University of Kansas


Primary Section: 44, Microbial Biology
Secondary Section: 21, Biochemistry
Membership Type:
Member (elected 2014)

Biosketch

Joe Lutkenhaus is a University Distinguished Professor in the Department of Microbiology, Molecular Genetics and Immunology at the University of Kansas Medical Center. Lutkenhaus is a microbiologist recognized for his work on the mechanism of bacterial cell division. He is particularly known for his characterization of FtsZ and the discovery of the Z ring, which led to the realization that bacteria contain cytoskeletal elements, which are the forerunners of the eukaryotic cytoskeleton. Lutkenhaus was born in Festina, Iowa in 1947 and graduated from Iowa State University with a degree in Chemistry and from UCLA in 1974 with a degree in Biochemistry. He was a postdoctoral fellow in microbial cell biology at Edinburgh University and joined the faculty of the University of Kansas Medical Center in 1981. He is a fellow of the American Academy of Microbiology. In 2012 he was a co-recipient of the Louisa Gross Horwitz Prize from Columbia University for his contributions to our understanding of the three dimensional organization of bacterial cells. He was elected to the National Academy of Sciences in 2014

Research Interests

My work focuses on the process of bacterial cell division. Bacteria are the smallest living organisms but must carry out many of the spatially and temporally complex tasks of larger eukaryotic cells to divide and produce progeny cells.
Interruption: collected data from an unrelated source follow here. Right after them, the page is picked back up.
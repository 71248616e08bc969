//! Creating, destroying and relabelling annotations.

use std::collections::BTreeSet;

use super::{anchor_confidence, is_live, label_confidence, Run};
use crate::graph::Graph;
use crate::relink::{change_end_with_related, change_start_with_related};
use crate::types::{Alignment, AnchorId, Annotation, AnnotationId, Confidence, Layer};

/// Where a new annotation's boundary comes from.
enum Boundary {
    /// An anchor already in the original graph.
    Shared(AnchorId),
    /// A new anchor with this offset and confidence.
    Fresh(Option<f64>, Confidence),
}

impl Boundary {
    fn from_edited(edited: &Graph, anchor: &AnchorId) -> Self {
        let confidence = anchor_confidence(edited, anchor);
        let confidence = if confidence < Confidence::AUTOMATIC {
            Confidence::NONE
        } else {
            confidence
        };
        Self::Fresh(edited.offset(anchor), confidence)
    }

    fn materialize(self, graph: &mut Graph) -> AnchorId {
        match self {
            Self::Shared(id) => id,
            Self::Fresh(offset, confidence) => graph.create_anchor(offset, Some(confidence)),
        }
    }
}

fn layers(ids: &[&str]) -> BTreeSet<String> {
    ids.iter().map(|s| s.to_string()).collect()
}

/// Offset before the current run of changes.
fn original_offset(graph: &Graph, anchor: &AnchorId) -> Option<f64> {
    match graph.tracker().anchor(anchor) {
        Some(snapshot) => snapshot.offset,
        None => graph.offset(anchor),
    }
}

impl Run<'_> {
    /// Phase 2 for one layer: destroy unpaired originals, create
    /// counterparts for unpaired edited annotations and bring anchor
    /// sharing between neighbours in line with the edited graph.
    pub(super) fn create_and_destroy(&mut self, graph: &mut Graph, layer_id: &str) {
        let _span = tracing::debug_span!("create_destroy", layer = layer_id).entered();
        let Some(layer) = graph.schema().layer(layer_id).cloned() else {
            return;
        };
        for id in graph.all(layer_id) {
            if !self.counterparts.has_edited(&id) {
                tracing::debug!(annotation = %id, "Deleting");
                graph.destroy(&id);
            }
        }

        let edited = self.edited;
        let mut last: Option<AnnotationId> = None;
        for edited_id in edited.all(layer_id) {
            let Some(theirs) = edited.annotation(&edited_id) else {
                continue;
            };
            let ours = match self.original_of(&edited_id) {
                Some(ours) => {
                    self.align_with_previous(graph, &layer, &ours, theirs, last.as_ref());
                    ours
                }
                None => match self.create_counterpart(graph, &layer, theirs) {
                    Some(ours) => ours,
                    None => continue,
                },
            };
            if graph.annotation(&ours).map_or(false, |a| a.ordinal != theirs.ordinal) {
                tracing::debug!(annotation = %ours, ordinal = theirs.ordinal, "Changing ordinal");
                graph.set_ordinal(&ours, theirs.ordinal);
            }
            last = Some(ours);
        }
    }

    /// Add an original-side copy of an edited annotation.
    fn create_counterpart(&mut self, graph: &mut Graph, layer: &Layer, theirs: &Annotation) -> Option<AnnotationId> {
        let edited = self.edited;
        let mut start = Boundary::from_edited(edited, &theirs.start);
        let mut end = Boundary::from_edited(edited, &theirs.end);
        if !theirs.is_instant() {
            // share with annotations the edited graph shares with
            let parallel = |anchors: Vec<AnnotationId>, start: bool| {
                anchors
                    .into_iter()
                    .filter(|a| a != &theirs.id)
                    .filter_map(|a| self.original_of(&a))
                    .find_map(|o| graph.annotation(&o).map(|o| if start { o.start.clone() } else { o.end.clone() }))
            };
            if let Some(anchor) = parallel(edited.starting_at(&theirs.start), true) {
                start = Boundary::Shared(anchor);
            }
            if let Some(anchor) = parallel(edited.ending_at(&theirs.end), false) {
                end = Boundary::Shared(anchor);
            }
        }
        let start = start.materialize(graph);
        let end = if theirs.is_instant() { start.clone() } else { end.materialize(graph) };

        let their_parent = theirs.parent.as_ref().and_then(|p| self.original_of(p));
        let parent = their_parent.clone().or_else(|| self.participant_named(graph, layer, &theirs.label));

        if layer.alignment == Alignment::Interval {
            self.link_previous(graph, layer, theirs, their_parent.as_ref(), &start, &end);
        }

        let mut annotation = Annotation::new("", layer.id.as_str(), theirs.label.as_str(), start, end);
        annotation.parent = parent;
        annotation.confidence = theirs.confidence;
        match graph.add_annotation(annotation) {
            Ok(id) => {
                tracing::debug!(annotation = %id, edited = %theirs.id, label = %theirs.label, "Adding");
                self.counterparts.link(&id, &theirs.id);
                self.created.insert(id.clone());
                Some(id)
            }
            Err(e) => {
                self.error(format!("Could not add counterpart of {theirs}: {e}"));
                None
            }
        }
    }

    /// The participant a new turn belongs to, found by label.
    fn participant_named(&self, graph: &Graph, layer: &Layer, label: &str) -> Option<AnnotationId> {
        let schema = graph.schema();
        if schema.turn_layer_id.as_deref() != Some(layer.id.as_str()) {
            return None;
        }
        let participants = schema.participant_layer_id.as_deref()?;
        graph
            .all(participants)
            .into_iter()
            .find(|p| graph.annotation(p).map_or(false, |p| p.label == label))
    }

    /// Join a new annotation's start to the end of the annotation before it,
    /// taking that end's offset when it is more trusted.
    fn link_previous(
        &mut self,
        graph: &mut Graph,
        layer: &Layer,
        theirs: &Annotation,
        our_parent: Option<&AnnotationId>,
        start: &AnchorId,
        end: &AnchorId,
    ) {
        let edited = self.edited;
        let previous = edited
            .ending_on(&theirs.start, &layer.id)
            .into_iter()
            .filter(|a| a != &theirs.id)
            .filter_map(|a| self.original_of(&a))
            .find(|previous| {
                let Some(previous_parent) = graph.annotation(previous).and_then(|p| p.parent.clone()) else {
                    return true;
                };
                let Some(our_parent) = our_parent else {
                    return true;
                };
                if &previous_parent == our_parent {
                    return true;
                }
                // don't reach across a parent in between
                match graph.previous(our_parent) {
                    Some(before) => before == previous_parent,
                    None => true,
                }
            });
        let Some(previous) = previous else {
            return;
        };
        let Some(previous_end) = graph.annotation(&previous).map(|p| p.end.clone()) else {
            return;
        };

        let previous_offset = graph.offset(&previous_end);
        let start_confidence = anchor_confidence(graph, start);
        let previous_confidence = anchor_confidence(graph, &previous_end);
        let start_offset = graph.offset(start);
        if previous_confidence > start_confidence && previous_offset.is_some() && start_offset != previous_offset {
            let prior_end = graph
                .tracker()
                .annotation(&previous)
                .map_or(previous_end.clone(), |s| s.end.clone());
            let prior = anchor_confidence(graph, &prior_end);
            let mut confidence = prior.min(start_confidence);
            if confidence <= Confidence::DEFAULT {
                confidence = prior.max(start_confidence);
            }
            let end_offset = graph.offset(end);
            if anchor_confidence(graph, end) > Confidence::DEFAULT
                && matches!((end_offset, previous_offset), (Some(e), Some(p)) if e <= p)
            {
                confidence = Confidence::NONE;
            }
            tracing::debug!(anchor = %start, offset = ?previous_offset, "Using offset of previous end");
            graph.set_offset(start, previous_offset);
            graph.set_anchor_confidence(start, Some(confidence));
        }
        if &previous_end != start {
            let mut exclude = layers(&[&layer.id]);
            if layer.saturated {
                exclude.insert(layer.parent().to_string());
            }
            tracing::debug!(previous = %previous, anchor = %start, "Sharing anchor with previous");
            change_end_with_related(graph, &previous, start, &exclude);
        }
    }

    /// Make an existing annotation's start agree with the edited graph
    /// about what it shares with the annotation before it.
    fn align_with_previous(
        &mut self,
        graph: &mut Graph,
        layer: &Layer,
        ours: &AnnotationId,
        theirs: &Annotation,
        last: Option<&AnnotationId>,
    ) {
        let Some(our_start) = graph.annotation(ours).map(|a| a.start.clone()) else {
            return;
        };
        let this_layer = layers(&[&layer.id]);
        let saturated_parent: BTreeSet<String> = if layer.saturated {
            layers(&[layer.parent()])
        } else {
            BTreeSet::new()
        };

        // unshare from priors that the edited graph keeps apart
        let priors: Vec<AnnotationId> = graph
            .ending_on(&our_start, &layer.id)
            .into_iter()
            .filter(|p| is_live(graph, p))
            .filter(|p| {
                self.edited_of(p)
                    .and_then(|e| self.edited.annotation(&e))
                    .map_or(false, |e| e.end != theirs.start)
            })
            .collect();
        for prior in priors {
            if let Some(anchor) = graph.copy_anchor(&our_start) {
                tracing::debug!(prior = %prior, annotation = %ours, "Unsharing end of prior");
                change_end_with_related(graph, &prior, &anchor, &this_layer);
            }
        }

        let Some(last) = last.filter(|l| self.created.contains(*l)) else {
            return;
        };
        let Some(their_last) = self.edited_of(last).and_then(|e| self.edited.annotation(&e)) else {
            return;
        };
        let (Some(ours_now), Some(last_now)) = (graph.annotation(ours).cloned(), graph.annotation(last).cloned()) else {
            return;
        };
        if their_last.end != theirs.start || last_now.end == ours_now.start {
            return;
        }
        let their_parent_start = self.edited.parent_of(&theirs.id).map(|p| p.start.clone());
        let our_parent_start = graph.parent_of(ours).map(|p| p.start.clone());
        let from_parent_edge =
            their_parent_start.as_ref() == Some(&theirs.start) || our_parent_start.as_ref() != Some(&ours_now.start);
        if last_now.start != ours_now.start && from_parent_edge {
            self.keep_positive_length(graph, &last_now, &ours_now);
            tracing::debug!(last = %last, annotation = %ours, "Sharing anchor with next");
            change_end_with_related(graph, last, &ours_now.start, &saturated_parent);
            if last_now.is_instant() {
                change_start_with_related(graph, last, &ours_now.start, &BTreeSet::new());
            }
        } else {
            tracing::debug!(last = %last, annotation = %ours, "Sharing anchor with previous");
            change_start_with_related(graph, ours, &last_now.end, &saturated_parent);
        }
    }

    /// Before a new annotation's end is joined to the following start, nudge
    /// whichever start is less trusted so the new annotation keeps a
    /// positive length.
    fn keep_positive_length(&mut self, graph: &mut Graph, last: &Annotation, ours: &Annotation) {
        if last.is_instant() {
            return;
        }
        let (Some(last_was), Some(ours_was)) = (original_offset(graph, &last.start), original_offset(graph, &ours.start))
        else {
            return;
        };
        if last_was < ours_was {
            return;
        }
        let Some(ours_offset) = graph.offset(&ours.start) else {
            return;
        };
        let smidgin = self.config.smidgin;
        let last_confidence = anchor_confidence(graph, &last.start);
        let our_confidence = anchor_confidence(graph, &ours.start);
        let parent_start = graph.parent_of(&last.id).and_then(|p| graph.offset(&p.start));
        if last_confidence < our_confidence && parent_start.map_or(false, |p| p <= ours_offset - smidgin) {
            tracing::debug!(annotation = %last.id, "Moving start back to avoid non-positive length");
            graph.set_offset(&last.start, Some(ours_offset - smidgin));
            graph.set_anchor_confidence(&last.start, Some(Confidence::NONE));
        } else if last_confidence > our_confidence || our_confidence <= Confidence::DEFAULT {
            tracing::debug!(annotation = %ours.id, "Moving start on to avoid non-positive length");
            graph.set_offset(&ours.start, Some(ours_offset + smidgin));
            graph.set_anchor_confidence(&ours.start, Some(Confidence::NONE));
        } else {
            tracing::debug!(annotation = %last.id, "Both starts trusted; leaving non-positive length");
        }
    }

    /// Phase 3 for one layer: take edited labels that are at least as
    /// trusted as ours.
    pub(super) fn adopt_labels(&mut self, graph: &mut Graph, layer_id: &str) {
        for ours in graph.all(layer_id) {
            let Some(theirs) = self.edited_of(&ours).and_then(|e| self.edited.annotation(&e)) else {
                continue;
            };
            let our_confidence = label_confidence(graph, &ours);
            let their_confidence = theirs.confidence_or(Confidence::MANUAL);
            if !self.config.ignore_label_confidence && their_confidence < our_confidence {
                continue;
            }
            if graph.set_label(&ours, theirs.label.as_str()) {
                tracing::debug!(annotation = %ours, label = %theirs.label, "Relabelling");
            }
            if their_confidence > our_confidence {
                graph.set_confidence(&ours, Some(their_confidence));
            }
        }
    }
}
Most, if not all cells, divide by assembly of a cytoskeletal element, which is spatially and temporally regulated, at the future division site that functions as a scaffold for assembly of the division machinery. Our work demonstrates that bacteria use FtsZ, which assembles into a cytoskeletal element designated the Z ring. Furthermore, FtsZ is widely conserved in the prokaryotic world indicating it arose early in evolution. Importantly FtsZ is the ancestral homologue of eukaryotic tubulin, establishing that the eukaryotic cytoskeleton had its origins in bacteria. In the bacterium E. coli, assembly of the Z ring is a key regulatory point for temporal and spatial regulation of division. Our work has demonstrated that this occurs largely through negative regulation and has contributed to the mechanisms utilized by these regulators. Our current work continues to examine the assembly of the Z ring and the process of its maturation into a large molecular machine that can divide the cell.